It won't destroy judgment-enforcement; it may help (further) separate talented creditor-lawyers from hacks.  You'd be surprised at the extensive toolkit a highly-motivated creditor can deploy in many jurisdictions.  The participants to a particular transaction may be invisible to the network, but your transactions aren't invisible when all of your computer equipment is delivered to your opponent's lawyers or your bankruptcy trustee by the sheriff or marshal.  US exchanges/online wallets will not likely be immune from garnishments.  

These are good things, by the way, if you want btc to be treated as meaningful commercial currency.

What good is seizing a computer if the whole drive has been encrypted.  The password?  "Password123".  That doesn't work?  Hmm I must have forgotten it.

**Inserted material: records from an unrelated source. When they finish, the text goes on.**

//! # Liquidity Graph
//!
//! Directed graph of networks participating in rebalancing. Each vertex carries the
//! liquidity-manager data of one network; an edge `A -> B` means the liquidity
//! manager on `A` can send liquidity to `B`.
//!
//! ## Determinism
//!
//! Vertices and adjacency lists are kept in ordered maps/sets, so every listing
//! (`networks`, `get_neighbors`, `get_edges`) comes back sorted. Rebalancing
//! strategies depend on this: two nodes holding the same graph must iterate it in
//! the same order.
//!
//! ## Edges
//!
//! `add_connection` is idempotent. Adding the same directed edge twice keeps one
//! edge, and `get_edges` reports it once.
//!
//! ## Thread Safety
//!
//! The whole structure sits behind one `RwLock`. Readers run concurrently, writers
//! are exclusive, and no method holds the lock across an `.await`.

use std::collections::{BTreeMap, BTreeSet};
use std::sync::{PoisonError, RwLock, RwLockReadGuard, RwLockWriteGuard};

use ethers::types::U256;
use thiserror::Error;

use crate::models::{Address, ConfigDigest, Edge, NetworkSelector};

/// Bridge wiring between a local liquidity manager and its peer on another network.
#[derive(Debug, Clone, Default, PartialEq, Eq)]
pub struct XChainRebalancerData {
    pub remote_rebalancer_address: Address,
    pub local_bridge_adapter_address: Address,
    pub remote_token_address: Address,
}

/// Vertex payload.
#[derive(Debug, Clone, Default, PartialEq, Eq)]
pub struct Data {
    /// `None` until the first balance sync.
    pub liquidity: Option<U256>,
    pub token_address: Address,
    pub rebalancer_address: Address,
    pub xchain_rebalancers: BTreeMap<NetworkSelector, XChainRebalancerData>,
    pub config_digest: ConfigDigest,
    pub network_selector: NetworkSelector,
}

#[derive(Debug, Error, PartialEq, Eq)]
pub enum GraphError {
    #[error("network {0} not found in graph")]
    UnknownNetwork(NetworkSelector),
    #[error("graph internal consistency violated: {0}")]
    InternalConsistency(String),
}

#[derive(Debug, Clone, Default)]
struct GraphInner {
    adjacency: BTreeMap<NetworkSelector, BTreeSet<NetworkSelector>>,
    data: BTreeMap<NetworkSelector, Data>,
}

/// Thread-safe liquidity graph.
#[derive(Debug, Default)]
pub struct LiquidityGraph {
    inner: RwLock<GraphInner>,
}

impl Clone for LiquidityGraph {
    fn clone(&self) -> Self {
        Self {
            inner: RwLock::new(self.read().clone()),
        }
    }
}

impl LiquidityGraph {
    pub fn new() -> Self {
        Self::default()
    }

    fn read(&self) -> RwLockReadGuard<'_, GraphInner> {
        self.inner.read().unwrap_or_else(PoisonError::into_inner)
    }

    fn write(&self) -> RwLockWriteGuard<'_, GraphInner> {
        self.inner.write().unwrap_or_else(PoisonError::into_inner)
    }

    /// Adds a network. Returns `false` (and keeps the stored data) if it already exists.
    pub fn add_network(&self, network: NetworkSelector, data: Data) -> bool {
        let mut g = self.write();
        if g.data.contains_key(&network) {
            return false;
        }
        g.data.insert(network, data);
        g.adjacency.insert(network, BTreeSet::new());
        true
    }

    pub fn has_network(&self, network: NetworkSelector) -> bool {
        self.read().data.contains_key(&network)
    }

    /// Overwrites the liquidity of a known network. Returns `false` for unknown networks.
    pub fn set_liquidity(&self, network: NetworkSelector, liquidity: U256) -> bool {
        let mut g = self.write();
        match g.data.get_mut(&network) {
            Some(data) => {
                data.liquidity = Some(liquidity);
                true
            }
            None => false,
        }
    }

    /// Liquidity of `network`; `Ok(None)` if the network exists but was never synced.
    pub fn get_liquidity(&self, network: NetworkSelector) -> Result<Option<U256>, GraphError> {
        self.with_data(network, |d| d.liquidity)
    }

    pub fn get_data(&self, network: NetworkSelector) -> Result<Data, GraphError> {
        self.with_data(network, Data::clone)
    }

    pub fn get_token_address(&self, network: NetworkSelector) -> Result<Address, GraphError> {
        self.with_data(network, |d| d.token_address)
    }

    pub fn get_rebalancer_address(&self, network: NetworkSelector) -> Result<Address, GraphError> {
        self.with_data(network, |d| d.rebalancer_address)
    }

    pub fn get_xchain_rebalancer_data(
        &self,
        network: NetworkSelector,
    ) -> Result<BTreeMap<NetworkSelector, XChainRebalancerData>, GraphError> {
        self.with_data(network, |d| d.xchain_rebalancers.clone())
    }

    fn with_data<T>(
        &self,
        network: NetworkSelector,
        f: impl FnOnce(&Data) -> T,
    ) -> Result<T, GraphError> {
        self.read()
            .data
            .get(&network)
            .map(f)
            .ok_or(GraphError::UnknownNetwork(network))
    }

    /// Adds the directed edge `from -> to`. Both endpoints must already exist.
    pub fn add_connection(
        &self,
        from: NetworkSelector,
        to: NetworkSelector,
    ) -> Result<(), GraphError> {
        let mut g = self.write();
        if !g.data.contains_key(&from) {
            return Err(GraphError::UnknownNetwork(from));
        }
        if !g.data.contains_key(&to) {
            return Err(GraphError::UnknownNetwork(to));
        }
        g.adjacency.entry(from).or_default().insert(to);
        Ok(())
    }

    pub fn has_connection(&self, from: NetworkSelector, to: NetworkSelector) -> bool {
        self.read()
            .adjacency
            .get(&from)
            .map(|n| n.contains(&to))
            .unwrap_or(false)
    }

    /// Sorted outbound neighbors of `from`, or `None` if `from` is unknown.
    pub fn get_neighbors(&self, from: NetworkSelector) -> Option<Vec<NetworkSelector>> {
        self.read()
            .adjacency
            .get(&from)
            .map(|n| n.iter().copied().collect())
    }

    /// All networks in ascending selector order.
    pub fn networks(&self) -> Vec<NetworkSelector> {
        self.read().data.keys().copied().collect()
    }

    /// Every directed edge once, sorted by (source, dest).
    pub fn get_edges(&self) -> Vec<Edge> {
        let g = self.read();
        g.adjacency
            .iter()
            .flat_map(|(source, dests)| dests.iter().map(move |dest| Edge::new(*source, *dest)))
            .collect()
    }

    pub fn is_empty(&self) -> bool {
        self.read().data.is_empty()
    }

    pub fn len(&self) -> usize {
        self.read().data.len()
    }

    pub fn reset(&self) {
        let mut g = self.write();
        g.adjacency.clear();
        g.data.clear();
    }

    /// Reset and repopulate from `other` in one critical section, so readers never
    /// observe a partially rebuilt graph.
    pub fn replace(&self, other: LiquidityGraph) {
        let fresh = other
            .inner
            .into_inner()
            .unwrap_or_else(PoisonError::into_inner);
        *self.write() = fresh;
    }

    /// Copy of the topology and vertex data with every liquidity cleared.
    ///
    /// Reports start from this and fill in consensus liquidities, so the local
    /// (non-agreed) balances never leak into strategy input.
    pub fn clone_topology(&self) -> LiquidityGraph {
        let mut inner = self.read().clone();
        for data in inner.data.values_mut() {
            data.liquidity = None;
        }
        LiquidityGraph {
            inner: RwLock::new(inner),
        }
    }
}
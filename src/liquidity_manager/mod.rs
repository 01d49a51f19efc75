//! # Liquidity Manager
//!
//! Abstraction over the on-chain liquidity manager (rebalancer) contract of one
//! network, and the factory that hands out instances per `(network, address)`.
//!
//! ## Network types
//!
//! Every configured network carries a [`ChainClient`], a tagged union of the
//! dependencies needed to talk to that kind of chain. The factory dispatches on it:
//! EVM networks get an [`evm::EvmLiquidityManager`], anything without a node-side
//! implementation fails with [`FactoryError::UnsupportedNetworkType`] instead of
//! handing back a half-working client.

pub mod evm;

use std::collections::{BTreeMap, HashMap};
use std::sync::Arc;

use anyhow::Result;
use async_trait::async_trait;
use dashmap::DashMap;
use ethers::providers::{Http, Provider};
use ethers::types::U256;
use log::debug;
use serde::{Deserialize, Serialize};
use thiserror::Error;

use crate::graph::XChainRebalancerData;
use crate::models::{Address, NetworkSelector, PendingTransfer};
use crate::ocr3::ConfigDetails;

pub use evm::EvmLiquidityManager;

/// Family of chain a network belongs to.
#[derive(Debug, Clone, Copy, PartialEq, Eq, Hash, Serialize, Deserialize)]
#[serde(rename_all = "snake_case")]
pub enum NetworkType {
    Evm,
    Solana,
}

impl std::fmt::Display for NetworkType {
    fn fmt(&self, f: &mut std::fmt::Formatter<'_>) -> std::fmt::Result {
        match self {
            NetworkType::Evm => write!(f, "evm"),
            NetworkType::Solana => write!(f, "solana"),
        }
    }
}

/// Per-network dependency bundle.
#[derive(Debug, Clone)]
pub enum ChainClient {
    Evm(Arc<Provider<Http>>),
    Solana { rpc_url: String },
}

impl ChainClient {
    pub fn network_type(&self) -> NetworkType {
        match self {
            ChainClient::Evm(_) => NetworkType::Evm,
            ChainClient::Solana { .. } => NetworkType::Solana,
        }
    }
}

#[derive(Debug, Error, PartialEq, Eq)]
pub enum FactoryError {
    #[error("network type {network_type} of network {network} is not supported")]
    UnsupportedNetworkType {
        network_type: NetworkType,
        network: NetworkSelector,
    },
    #[error("no chain client configured for network {0}")]
    UnknownNetwork(NetworkSelector),
}

/// Reads and lifecycle of one liquidity manager contract.
#[async_trait]
pub trait LiquidityManager: Send + Sync {
    /// Current balance of the managed token held by the contract.
    async fn get_balance(&self) -> Result<U256>;

    async fn get_token_address(&self) -> Result<Address>;

    /// Configured cross-chain peers, keyed by remote network.
    async fn get_xchain_rebalancers(
        &self,
    ) -> Result<BTreeMap<NetworkSelector, XChainRebalancerData>>;

    /// Peer discovery: remote liquidity manager address per connected network.
    async fn get_liquidity_managers(&self) -> Result<BTreeMap<NetworkSelector, Address>> {
        Ok(self
            .get_xchain_rebalancers()
            .await?
            .into_iter()
            .map(|(network, data)| (network, data.remote_rebalancer_address))
            .collect())
    }

    /// Transfers sent by this manager that are not settled yet.
    async fn get_pending_transfers(&self) -> Result<Vec<PendingTransfer>>;

    /// Block and digest of the contract's current OCR configuration.
    async fn get_latest_config_details(&self) -> Result<ConfigDetails>;

    async fn close(&self) -> Result<()>;
}

pub trait LiquidityManagerFactory: Send + Sync {
    fn new_liquidity_manager(
        &self,
        network: NetworkSelector,
        address: Address,
    ) -> Result<Arc<dyn LiquidityManager>>;
}

/// Factory dispatching on the configured [`ChainClient`] of each network.
///
/// Instances are cached per `(network, address)` so repeated rounds reuse the same
/// contract bindings.
pub struct BaseLiquidityManagerFactory {
    clients: HashMap<NetworkSelector, ChainClient>,
    instances: DashMap<(NetworkSelector, Address), Arc<dyn LiquidityManager>>,
}

impl BaseLiquidityManagerFactory {
    pub fn new(clients: HashMap<NetworkSelector, ChainClient>) -> Self {
        Self {
            clients,
            instances: DashMap::new(),
        }
    }

    pub fn network_type(&self, network: NetworkSelector) -> Option<NetworkType> {
        self.clients.get(&network).map(ChainClient::network_type)
    }
}

impl LiquidityManagerFactory for BaseLiquidityManagerFactory {
    fn new_liquidity_manager(
        &self,
        network: NetworkSelector,
        address: Address,
    ) -> Result<Arc<dyn LiquidityManager>> {
        if let Some(existing) = self.instances.get(&(network, address)) {
            return Ok(existing.value().clone());
        }

        let client = self
            .clients
            .get(&network)
            .ok_or(FactoryError::UnknownNetwork(network))?;

        let manager: Arc<dyn LiquidityManager> = match client {
            ChainClient::Evm(provider) => {
                debug!(
                    "Creating EVM liquidity manager {:?} on network {}",
                    address, network
                );
                Arc::new(EvmLiquidityManager::new(network, address, provider.clone()))
            }
            ChainClient::Solana { .. } => {
                return Err(FactoryError::UnsupportedNetworkType {
                    network_type: NetworkType::Solana,
                    network,
                }
                .into())
            }
        };

        Ok(self
            .instances
            .entry((network, address))
            .or_insert(manager)
            .value()
            .clone())
    }
}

The is before we even get to fun stuff like deniable encryption.
http://www.truecrypt.org/docs/plausible-deniability

Oh the Gigabytes of random data on the drive? I always write the drive with random data after a format to make recovery impossible. Feel free to try and prove this random sequence of bits is an encrypted partition and not just a random sequence of bits.

Your're right that someone this prepared and smart could make finding and liquidating asset X a challenge, but how many people do you think are that prepared?  What subset of those people would ever be in the situation of not honoring their obligations in the first place such that hiding assets is necessary? 

It's not "getting to the actual coins and being able to liquidate them instantly" that is the only pressure point for a motivated creditor versus an extremely well-prepared debtor.  You might be able to keep USD buried in your yard that a US Marshal wont find on the first 10 trips to your house.  But eventually that money comes out of the ground to pay for stuff, like lawyers.  The creditor's goal is learning enough to justify a suspicion that there is probably wealth somewhere, and applying pressure elsewhere to convince you to cough it up.  Simply "forgetting" the details and records to explain where all your assets went isn't good enough, may land you in jail for perjury, and is enough (by itself) to lose a right to a last-resort bankruptcy discharge, for instance.

None of this stuff is worth worrying about if we're talking about small potatoes debt.  Just don't screw over real large stakes investors and lenders and expect to live happily and wealthily ever after because you think you're long in an invisible asset.